(Stored items)
━━━━━━━━━━
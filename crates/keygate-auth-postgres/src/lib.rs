//! PostgreSQL identity storage backend for keygate-auth.
//!
//! Implements the [`keygate_auth::IdentityStorage`] contract on top of a
//! PostgreSQL table with a unique `(issuer, subject)` constraint. Resolution
//! uses an `INSERT … ON CONFLICT … DO UPDATE … RETURNING` upsert, so
//! concurrent first-seen requests for the same subject converge to a single
//! row without a check-then-act race.
//!
//! # Example
//!
//! ```ignore
//! use keygate_auth_postgres::PgIdentityStorage;
//!
//! let storage = PgIdentityStorage::connect("postgres://localhost/keygate").await?;
//! storage.ensure_schema().await?;
//!
//! let identity = storage.resolve(issuer, subject, &profile).await?;
//! ```

pub mod identity;

use sqlx_core::pool::Pool;
use sqlx_postgres::Postgres;

/// PostgreSQL connection pool type alias.
pub type PgPool = Pool<Postgres>;

pub use identity::PgIdentityStorage;

/// Errors that can occur during identity storage operations.
#[derive(Debug, thiserror::Error)]
pub enum StorageError {
    /// Database operation failed.
    #[error("Database error: {0}")]
    Database(#[from] sqlx_core::Error),
}

/// Result type for storage operations.
pub type StorageResult<T> = Result<T, StorageError>;
//! Authenticated request context.

use std::sync::Arc;

use crate::storage::IdentityRecord;
use crate::token::BearerClaims;

/// Context attached to a request that passed the authentication filter.
///
/// The claim set is wrapped in `Arc` so cloning the context into extractors
/// and spawned work is cheap.
#[derive(Debug, Clone)]
pub struct AuthContext {
    /// Validated token claims.
    pub claims: Arc<BearerClaims>,

    /// The resolved local identity record.
    pub identity: IdentityRecord,

    /// Whether the verified subject or email is on the admin allow-list.
    pub admin: bool,
}

impl AuthContext {
    /// The verified subject claim.
    #[must_use]
    pub fn subject(&self) -> &str {
        &self.claims.sub
    }

    /// The verified issuer claim.
    #[must_use]
    pub fn issuer(&self) -> &str {
        &self.claims.iss
    }

    /// The verified email claim, if the provider included one.
    #[must_use]
    pub fn email(&self) -> Option<&str> {
        self.claims.email.as_deref()
    }

    /// The local identity record's identifier.
    #[must_use]
    pub fn identity_id(&self) -> uuid::Uuid {
        self.identity.id
    }

    /// Returns `true` if the subject holds administrative privilege.
    ///
    /// Derived solely from the static allow-list; never from headers.
    #[must_use]
    pub fn is_admin(&self) -> bool {
        self.admin
    }

    /// Returns `true` if the token was granted a specific scope.
    #[must_use]
    pub fn has_scope(&self, scope: &str) -> bool {
        self.claims.has_scope(scope)
    }
}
━━━━━━━━━━
* _THE TASK_
The entries above must be retyped exactly, down to the last character.

* _TASK OUTPUT_
filename crates/keygate-auth-postgres/src/lib.rs
//! PostgreSQL identity storage backend for keygate-auth.
//!
//! Implements the [`keygate_auth::IdentityStorage`] contract on top of a
//! PostgreSQL table with a unique `(issuer, subject)` constraint. Resolution
//! uses an `INSERT … ON CONFLICT … DO UPDATE … RETURNING` upsert, so
//! concurrent first-seen requests for the same subject converge to a single
//! row without a check-then-act race.
//!
//! # Example
//!
//! ```ignore
//! use keygate_auth_postgres::PgIdentityStorage;
//!
//! let storage = PgIdentityStorage::connect("postgres://localhost/keygate").await?;
//! storage.ensure_schema().await?;
//!
//! let identity = storage.resolve(issuer, subject, &profile).await?;
//! ```

pub mod identity;

use sqlx_core::pool::Pool;
use sqlx_postgres::Postgres;

/// PostgreSQL connection pool type alias.
pub type PgPool = Pool<Postgres>;

pub use identity::PgIdentityStorage;

/// Errors that can occur during identity storage operations.
#[derive(Debug, thiserror::Error)]
pub enum StorageError {
    /// Database operation failed.
    #[error("Database error: {0}")]
    Database(#[from] sqlx_core::Error),
}

/// Result type for storage operations.
pub type StorageResult<T> = Result<T, StorageError>;
//! Authenticated request context.

use std::sync::Arc;

use crate::storage::IdentityRecord;
use crate::token::BearerClaims;

/// Context attached to a request that passed the authentication filter.
///
/// The claim set is wrapped in `Arc` so cloning the context into extractors
/// and spawned work is cheap.
#[derive(Debug, Clone)]
pub struct AuthContext {
    /// Validated token claims.
    pub claims: Arc<BearerClaims>,

    /// The resolved local identity record.
    pub identity: IdentityRecord,

    /// Whether the verified subject or email is on the admin allow-list.
    pub admin: bool,
}

impl AuthContext {
    /// The verified subject claim.
    #[must_use]
    pub fn subject(&self) -> &str {
        &self.claims.sub
    }

    /// The verified issuer claim.
    #[must_use]
    pub fn issuer(&self) -> &str {
        &self.claims.iss
    }

    /// The verified email claim, if the provider included one.
    #[must_use]
    pub fn email(&self) -> Option<&str> {
        self.claims.email.as_deref()
    }

    /// The local identity record's identifier.
    #[must_use]
    pub fn identity_id(&self) -> uuid::Uuid {
        self.identity.id
    }

    /// Returns `true` if the subject holds administrative privilege.
    ///
    /// Derived solely from the static allow-list; never from headers.
    #[must_use]
    pub fn is_admin(&self) -> bool {
        self.admin
    }

    /// Returns `true` if the token was granted a specific scope.
    #[must_use]
    pub fn has_scope(&self, scope: &str) -> bool {
        self.claims.has_scope(scope)
    }
}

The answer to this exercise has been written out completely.